To start, I’ll tackle question #1.

At this point, I won’t ever make money back from that sort of thing. I have 15-25 years before retirement, so I ‘could’ make my money back. However, I’m currently the head of a data management unit, more or less at the top of the pay-scale (if not longevity scale). My responsibilities cover a fairly complex topic (subsistence economies) having a state-wide reach. There is no opportunity here to move up. In theory, there could be, but it’s an avenue that doesn’t match up with my strengths or interest, and again, the pay differential isn’t really that big.

I could remain with my current set of qualifications and skills and do what I’ve been doing: Figuring it out as I go. I woldn’t have any additional financial investment and potentially hit the same finish line. From that perspective, it sounds like I should just not, right? That’s why it’s such a good question.

Practically speaking, I don’t possess the qualifications for the nature of my job even today. My group lives and dies through grants and other non-state government funding. This year, in part because of the pandemic, was an absolute blood-bath. We couldn’t conduct surveys in remote villages, therefore had to push work back and much of our staff had their hours cut, some to 0. It gets more complicated, though. I’ve observed a pretty significant headwind in obtaining this funding. I have no insight whatsoever into why, except to say that the number of funding sources are dwindling. Clearly, we are somehow not competitive enough. With this in mind, I started looking around to see what else might be out there. If we can’t fund ourselves, then I’ll be obliged to do something else. When it comes to being a lead data scientist, pretty much anywhere, the resume needs to include a master’s degree. It turns out, even with 15 years of experience doing this work, I’m not qualified in the eyes of a lot of organizations.

So, that’s a long way of saying: I think expanding my knowledge and capabilities will give me tools to help our team bolster our proposals for funding through analytics or advanced statistical topics. It also gets around to: A lot of the difficulty I had this winter, so far, could be addressed through an increase in staff and project work, and I’d rather stick with this position and the work we do. It’s important.

Question 2 follows question 1. A master’s of data science has a typical price tag of somewhere north of 35,000 for a two-year program. There are less expensive programs that are absolutely world-class, you’ve got to get in first. I could probably obtain a certificate for half of that or maybe even less. So why not that?

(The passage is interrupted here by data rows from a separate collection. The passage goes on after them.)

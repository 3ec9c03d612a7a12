//! Per-device state holder

use hc_core::events::DeviceEvent;
use hc_core::DeviceStateType;
use hc_event_bus::EventBus;
use parking_lot::{Mutex, RwLock};
use std::collections::VecDeque;
use std::sync::Arc;
use tracing::{debug, error, info, warn};

use crate::error::{StateError, StateResult};
use crate::transition::{next_state, DeviceTrigger, Transition};

/// DeviceEvents waiting to be published, in transition order
#[derive(Default)]
struct Outbox {
    queue: VecDeque<DeviceEvent>,
    /// Set while some thread is publishing the queue
    draining: bool,
}

/// Holds one device's current state and applies triggers to it
///
/// Transitions on the same device are serialized. Each committed transition
/// queues a [`DeviceEvent`]; the queue is published with no lock held, and
/// always in the order the transitions happened.
pub struct DeviceContext {
    device_id: String,
    state: RwLock<DeviceStateType>,
    outbox: Mutex<Outbox>,
    bus: Arc<EventBus>,
}

impl DeviceContext {
    /// Create a device in the Idle state
    pub fn new(device_id: impl Into<String>, bus: Arc<EventBus>) -> Self {
        let device_id = device_id.into();
        on_enter(&device_id, DeviceStateType::Idle);
        Self {
            device_id,
            state: RwLock::new(DeviceStateType::Idle),
            outbox: Mutex::new(Outbox::default()),
            bus,
        }
    }

    pub fn device_id(&self) -> &str {
        &self.device_id
    }

    pub fn current_state(&self) -> DeviceStateType {
        *self.state.read()
    }

    /// Apply a trigger and publish the resulting DeviceEvent
    ///
    /// A trigger not accepted in the current state leaves it unchanged and
    /// publishes nothing.
    pub fn handle_event(&self, trigger: DeviceTrigger) -> StateResult<Transition> {
        let transition = self.apply(trigger)?;
        self.publish_pending();
        Ok(transition)
    }

    /// Apply a trigger without publishing
    ///
    /// The DeviceEvent stays queued until [`publish_pending`] runs. Callers
    /// holding their own locks use this to publish after releasing them.
    ///
    /// [`publish_pending`]: DeviceContext::publish_pending
    pub fn apply(&self, trigger: DeviceTrigger) -> StateResult<Transition> {
        let mut state = self.state.write();
        let from = *state;
        let Some(to) = next_state(from, trigger) else {
            warn!(
                device_id = %self.device_id,
                "Cannot {} device in {} state",
                trigger,
                from
            );
            return Err(StateError::InvalidTransition {
                device_id: self.device_id.clone(),
                from,
                trigger,
            });
        };

        on_exit(&self.device_id, from);
        *state = to;
        on_enter(&self.device_id, to);
        info!(device_id = %self.device_id, "State transition: {} -> {}", from, to);

        // queued under the state lock so queue order is transition order
        self.outbox.lock().queue.push_back(DeviceEvent {
            device_id: self.device_id.clone(),
            action: trigger.as_str().to_string(),
            previous_state: from.to_string(),
            new_state: to.to_string(),
        });

        Ok(Transition { trigger, from, to })
    }

    /// Publish queued DeviceEvents
    ///
    /// If another caller is already publishing, that caller delivers the
    /// queued events and this returns immediately. The same holds for a
    /// handler that transitions the device while its event is delivered.
    pub fn publish_pending(&self) {
        {
            let mut outbox = self.outbox.lock();
            if outbox.draining {
                return;
            }
            outbox.draining = true;
        }

        loop {
            let next = {
                let mut outbox = self.outbox.lock();
                match outbox.queue.pop_front() {
                    Some(event) => event,
                    None => {
                        outbox.draining = false;
                        return;
                    }
                }
            };
            self.bus.publish_typed(next);
        }
    }

    /// Apply a trigger given by name
    pub fn handle_event_str(&self, trigger: &str) -> StateResult<Transition> {
        self.handle_event(trigger.parse()?)
    }
}

impl std::fmt::Debug for DeviceContext {
    fn fmt(&self, f: &mut std::fmt::Formatter<'_>) -> std::fmt::Result {
        f.debug_struct("DeviceContext")
            .field("device_id", &self.device_id)
            .field("state", &self.current_state())
            .finish()
    }
}

fn on_enter(device_id: &str, state: DeviceStateType) {
    match state {
        DeviceStateType::Error => error!(device_id, "Device entered ERROR state"),
        DeviceStateType::Maintenance => info!(device_id, "Maintenance window started"),
        _ => debug!(device_id, "Entered {} state", state),
    }
}

fn on_exit(device_id: &str, state: DeviceStateType) {
    match state {
        DeviceStateType::Maintenance => info!(device_id, "Maintenance window finished"),
        _ => debug!(device_id, "Leaving {} state", state),
    }
}

#[cfg(test)]
mod tests {
    use super::*;
    use hc_core::{Event, EventData};
    use parking_lot::Mutex;

    fn recorder(bus: &EventBus) -> Arc<Mutex<Vec<DeviceEvent>>> {
        let events = Arc::new(Mutex::new(Vec::new()));
        let sink = events.clone();
        bus.subscribe_typed(move |event: &Event<DeviceEvent>| {
            sink.lock().push(event.data.clone());
        });
        events
    }

    #[test]
    fn test_starts_idle() {
        let device = DeviceContext::new("fan_01", Arc::new(EventBus::new()));
        assert_eq!(device.current_state(), DeviceStateType::Idle);
        assert_eq!(device.device_id(), "fan_01");
    }

    #[test]
    fn test_transition_publishes_device_event() {
        let bus = Arc::new(EventBus::new());
        let events = recorder(&bus);
        let device = DeviceContext::new("fan_01", bus);

        let transition = device.handle_event(DeviceTrigger::Activate).unwrap();
        assert_eq!(transition.from, DeviceStateType::Idle);
        assert_eq!(transition.to, DeviceStateType::Active);
        assert_eq!(device.current_state(), DeviceStateType::Active);

        let events = events.lock();
        assert_eq!(events.len(), 1);
        assert_eq!(
            events[0],
            DeviceEvent {
                device_id: "fan_01".to_string(),
                action: "activate".to_string(),
                previous_state: "Idle".to_string(),
                new_state: "Active".to_string(),
            }
        );
    }

    #[test]
    fn test_rejected_trigger_is_silent() {
        let bus = Arc::new(EventBus::new());
        let events = recorder(&bus);
        let device = DeviceContext::new("fan_01", bus);

        let err = device.handle_event(DeviceTrigger::Deactivate).unwrap_err();
        assert_eq!(
            err,
            StateError::InvalidTransition {
                device_id: "fan_01".to_string(),
                from: DeviceStateType::Idle,
                trigger: DeviceTrigger::Deactivate,
            }
        );
        assert_eq!(device.current_state(), DeviceStateType::Idle);
        assert!(events.lock().is_empty());
    }

    #[test]
    fn test_error_and_reset_cycle() {
        let device = DeviceContext::new("alarm_01", Arc::new(EventBus::new()));
        device.handle_event_str("activate").unwrap();
        device.handle_event_str("error").unwrap();
        assert_eq!(device.current_state(), DeviceStateType::Error);
        assert!(device.handle_event_str("activate").is_err());
        device.handle_event_str("reset").unwrap();
        assert_eq!(device.current_state(), DeviceStateType::Idle);
    }

    #[test]
    fn test_maintenance_from_error() {
        let device = DeviceContext::new("alarm_01", Arc::new(EventBus::new()));
        device.handle_event(DeviceTrigger::Activate).unwrap();
        device.handle_event(DeviceTrigger::Error).unwrap();
        device.handle_event(DeviceTrigger::Maintenance).unwrap();
        assert_eq!(device.current_state(), DeviceStateType::Maintenance);
        device.handle_event(DeviceTrigger::Done).unwrap();
        assert_eq!(device.current_state(), DeviceStateType::Idle);
    }

    #[test]
    fn test_unknown_trigger_name() {
        let device = DeviceContext::new("fan_01", Arc::new(EventBus::new()));
        assert_eq!(
            device.handle_event_str("fly"),
            Err(StateError::UnknownTrigger("fly".to_string()))
        );
    }

    #[test]
    fn test_subscriber_can_read_new_state() {
        let bus = Arc::new(EventBus::new());
        let device = Arc::new(DeviceContext::new("fan_01", bus.clone()));
        let seen = Arc::new(Mutex::new(None));

        let probe = device.clone();
        let sink = seen.clone();
        bus.subscribe(DeviceEvent::event_type(), move |_: &Event<DeviceEvent>| {
            *sink.lock() = Some(probe.current_state());
        });

        device.handle_event(DeviceTrigger::Activate).unwrap();
        assert_eq!(*seen.lock(), Some(DeviceStateType::Active));
    }

    #[test]
    fn test_apply_defers_event_until_published() {
        let bus = Arc::new(EventBus::new());
        let events = recorder(&bus);
        let device = DeviceContext::new("fan_01", bus);

        device.apply(DeviceTrigger::Activate).unwrap();
        device.apply(DeviceTrigger::Deactivate).unwrap();
        assert!(events.lock().is_empty());
        assert!(device.apply(DeviceTrigger::Done).is_err());

        device.publish_pending();
        let actions: Vec<String> = events.lock().iter().map(|e| e.action.clone()).collect();
        assert_eq!(actions, vec!["activate", "deactivate"]);
    }

    #[test]
    fn test_handler_can_transition_same_device() {
        let bus = Arc::new(EventBus::new());
        let device = Arc::new(DeviceContext::new("alarm_01", bus.clone()));
        let events = recorder(&bus);

        let inner = device.clone();
        bus.subscribe_typed(move |event: &Event<DeviceEvent>| {
            if event.data.new_state == "Active" {
                inner.handle_event(DeviceTrigger::Error).unwrap();
            }
        });

        device.handle_event(DeviceTrigger::Activate).unwrap();
        assert_eq!(device.current_state(), DeviceStateType::Error);

        let chain: Vec<(String, String)> = events
            .lock()
            .iter()
            .map(|e| (e.previous_state.clone(), e.new_state.clone()))
            .collect();
        assert_eq!(
            chain,
            vec![
                ("Idle".to_string(), "Active".to_string()),
                ("Active".to_string(), "Error".to_string()),
            ]
        );
    }

    #[test]
    fn test_concurrent_transitions_form_a_chain() {
        let bus = Arc::new(EventBus::new());
        let events = recorder(&bus);
        let device = Arc::new(DeviceContext::new("fan_01", bus));

        let workers: Vec<_> = (0..4)
            .map(|offset| {
                let device = device.clone();
                std::thread::spawn(move || {
                    for i in 0..300 {
                        let trigger = DeviceTrigger::ALL[(i + offset) % DeviceTrigger::ALL.len()];
                        let _ = device.handle_event(trigger);
                    }
                })
            })
            .collect();
        for worker in workers {
            worker.join().unwrap();
        }

        let events = events.lock();
        assert!(!events.is_empty());
        assert_eq!(events[0].previous_state, "Idle");
        for pair in events.windows(2) {
            assert_eq!(pair[1].previous_state, pair[0].new_state);
        }
        assert_eq!(
            events.last().unwrap().new_state,
            device.current_state().to_string()
        );
    }
}
//! Component errors

use thiserror::Error;

/// Result type for component construction
pub type ComponentResult<T> = Result<T, ComponentError>;

#[derive(Debug, Error, Clone, PartialEq, Eq)]
pub enum ComponentError {
    #[error("unknown sensor kind: {0}")]
    UnknownSensorKind(String),

    #[error("unknown protocol: {0}")]
    UnknownProtocol(String),
}
//! Automation rules

use hc_command::DeviceCommandKind;
use hc_config::DevicesConfig;
use hc_core::{DeviceStateType, SensorCategory};
use serde::{Deserialize, Serialize};
use std::fmt;
use std::str::FromStr;

use crate::error::{AutomationError, AutomationResult};

/// Device operation a rule performs
#[derive(Debug, Clone, Copy, PartialEq, Eq, Hash, Serialize, Deserialize)]
#[serde(rename_all = "lowercase")]
pub enum RuleAction {
    Activate,
    Deactivate,
    Reset,
}

impl RuleAction {
    pub fn as_str(self) -> &'static str {
        match self {
            RuleAction::Activate => "activate",
            RuleAction::Deactivate => "deactivate",
            RuleAction::Reset => "reset",
        }
    }

    /// State the target device must be in for the action to run
    pub fn required_state(self) -> DeviceStateType {
        match self {
            RuleAction::Activate => DeviceStateType::Idle,
            RuleAction::Deactivate => DeviceStateType::Active,
            RuleAction::Reset => DeviceStateType::Error,
        }
    }

    pub fn command_kind(self) -> DeviceCommandKind {
        match self {
            RuleAction::Activate => DeviceCommandKind::Activate,
            RuleAction::Deactivate => DeviceCommandKind::Deactivate,
            RuleAction::Reset => DeviceCommandKind::Reset,
        }
    }
}

impl fmt::Display for RuleAction {
    fn fmt(&self, f: &mut fmt::Formatter<'_>) -> fmt::Result {
        f.write_str(self.as_str())
    }
}

impl FromStr for RuleAction {
    type Err = AutomationError;

    fn from_str(s: &str) -> Result<Self, Self::Err> {
        match s {
            "activate" => Ok(RuleAction::Activate),
            "deactivate" => Ok(RuleAction::Deactivate),
            "reset" => Ok(RuleAction::Reset),
            _ => Err(AutomationError::UnknownAction(s.to_string())),
        }
    }
}

/// A threshold rule on one sensor category
#[derive(Debug, Clone, PartialEq, Serialize, Deserialize)]
pub struct Rule {
    pub name: String,
    pub category: SensorCategory,
    pub threshold: f64,
    /// Fire when the value is strictly above (true) or strictly below (false)
    pub trigger_above: bool,
    pub target_device_id: String,
    pub action: RuleAction,
    /// 0 disables the alert, 1..=3 maps to Low..High
    #[serde(default)]
    pub alert_severity: u8,
    #[serde(default)]
    pub alert_message: String,
}

impl Rule {
    /// Rule firing when the value exceeds `threshold`
    pub fn above(
        name: impl Into<String>,
        category: SensorCategory,
        threshold: f64,
        action: RuleAction,
        target_device_id: impl Into<String>,
    ) -> Self {
        Self {
            name: name.into(),
            category,
            threshold,
            trigger_above: true,
            target_device_id: target_device_id.into(),
            action,
            alert_severity: 0,
            alert_message: String::new(),
        }
    }

    /// Rule firing when the value drops below `threshold`
    pub fn below(
        name: impl Into<String>,
        category: SensorCategory,
        threshold: f64,
        action: RuleAction,
        target_device_id: impl Into<String>,
    ) -> Self {
        Self {
            trigger_above: false,
            ..Self::above(name, category, threshold, action, target_device_id)
        }
    }

    /// Publish an alert whenever the rule's action runs
    pub fn with_alert(mut self, severity: u8, message: impl Into<String>) -> Self {
        self.alert_severity = severity;
        self.alert_message = message.into();
        self
    }

    pub fn is_triggered(&self, value: f64) -> bool {
        if self.trigger_above {
            value > self.threshold
        } else {
            value < self.threshold
        }
    }

    pub fn validate(&self) -> AutomationResult<()> {
        let invalid = |reason: &str| AutomationError::InvalidRule {
            name: self.name.clone(),
            reason: reason.to_string(),
        };

        if self.name.trim().is_empty() {
            return Err(invalid("name must not be empty"));
        }
        if self.target_device_id.trim().is_empty() {
            return Err(invalid("target device must not be empty"));
        }
        if self.alert_severity > 3 {
            return Err(invalid("alert severity must be between 0 and 3"));
        }
        if !self.threshold.is_finite() {
            return Err(invalid("threshold must be a finite number"));
        }
        Ok(())
    }
}

impl fmt::Display for Rule {
    fn fmt(&self, f: &mut fmt::Formatter<'_>) -> fmt::Result {
        write!(
            f,
            "{} ({} {} {} -> {} {})",
            self.name,
            self.category,
            if self.trigger_above { ">" } else { "<" },
            self.threshold,
            self.action,
            self.target_device_id
        )
    }
}

/// Default rules derived from the `devices:` configuration section
pub fn rules_from_config(devices: &DevicesConfig) -> Vec<Rule> {
    let mut rules = vec![Rule::above(
        "HighTemp_ActivateFan",
        SensorCategory::Temperature,
        devices.fan.auto_trigger_temp,
        RuleAction::Activate,
        devices.fan.id.clone(),
    )
    .with_alert(2, "High temperature detected")];

    if devices.alarm.motion_trigger {
        rules.push(
            Rule::above(
                "Motion_ActivateAlarm",
                SensorCategory::Motion,
                0.5,
                RuleAction::Activate,
                devices.alarm.id.clone(),
            )
            .with_alert(3, "Motion detected, intruder alert!"),
        );
    }

    rules
}

#[cfg(test)]
mod tests {
    use super::*;

    #[test]
    fn test_trigger_direction_is_strict() {
        let hot = Rule::above("hot", SensorCategory::Temperature, 28.0, RuleAction::Activate, "fan");
        assert!(hot.is_triggered(28.1));
        assert!(!hot.is_triggered(28.0));

        let dry = Rule::below("dry", SensorCategory::Humidity, 30.0, RuleAction::Deactivate, "fan");
        assert!(dry.is_triggered(29.9));
        assert!(!dry.is_triggered(30.0));
    }

    #[test]
    fn test_validate() {
        let rule = Rule::above("ok", SensorCategory::Motion, 0.5, RuleAction::Activate, "alarm");
        assert!(rule.validate().is_ok());
        assert!(rule.clone().with_alert(4, "too loud").validate().is_err());

        let unnamed = Rule {
            name: " ".to_string(),
            ..rule.clone()
        };
        assert!(matches!(
            unnamed.validate(),
            Err(AutomationError::InvalidRule { .. })
        ));

        let nowhere = Rule {
            target_device_id: String::new(),
            ..rule
        };
        assert!(nowhere.validate().is_err());
    }

    #[test]
    fn test_action_guards() {
        assert_eq!(RuleAction::Activate.required_state(), DeviceStateType::Idle);
        assert_eq!(RuleAction::Deactivate.required_state(), DeviceStateType::Active);
        assert_eq!(RuleAction::Reset.required_state(), DeviceStateType::Error);
        assert_eq!("reset".parse::<RuleAction>().unwrap(), RuleAction::Reset);
        assert!("explode".parse::<RuleAction>().is_err());
    }

    #[test]
    fn test_default_rules() {
        let rules = rules_from_config(&DevicesConfig::default());
        assert_eq!(rules.len(), 2);

        assert_eq!(rules[0].name, "HighTemp_ActivateFan");
        assert_eq!(rules[0].threshold, 30.0);
        assert_eq!(rules[0].target_device_id, "fan_01");
        assert_eq!(rules[0].alert_severity, 2);

        assert_eq!(rules[1].name, "Motion_ActivateAlarm");
        assert_eq!(rules[1].category, SensorCategory::Motion);
        assert_eq!(rules[1].target_device_id, "alarm_01");
        assert_eq!(rules[1].alert_severity, 3);
    }

    #[test]
    fn test_motion_rule_disabled() {
        let mut devices = DevicesConfig::default();
        devices.alarm.motion_trigger = false;
        devices.fan.auto_trigger_temp = 26.5;

        let rules = rules_from_config(&devices);
        assert_eq!(rules.len(), 1);
        assert_eq!(rules[0].threshold, 26.5);
    }

    #[test]
    fn test_rule_from_yaml() {
        let rule: Rule = serde_yaml::from_str(
            r#"
name: Dry_StopFan
category: Humidity
threshold: 25.0
trigger_above: false
target_device_id: fan_01
action: deactivate
"#,
        )
        .unwrap();

        assert_eq!(rule.action, RuleAction::Deactivate);
        assert_eq!(rule.alert_severity, 0);
        assert_eq!(rule.to_string(), "Dry_StopFan (Humidity < 25 -> deactivate fan_01)");
    }
}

The short response is that I work in research, and it’s something of an expectation that you’d have an MS, at least and ideally a Ph.D. This expectation also appears in the jobs I was looking at. A certificate is an excellent qualification to get a job, but it’s generally not worth much, if anything, when applied to a grant application or funding proposal. In part, these qualifications tend to focus on specific technologies. Technologies aren’t super relevant for proposals; knowledge of approaches weighs a lot more in that context.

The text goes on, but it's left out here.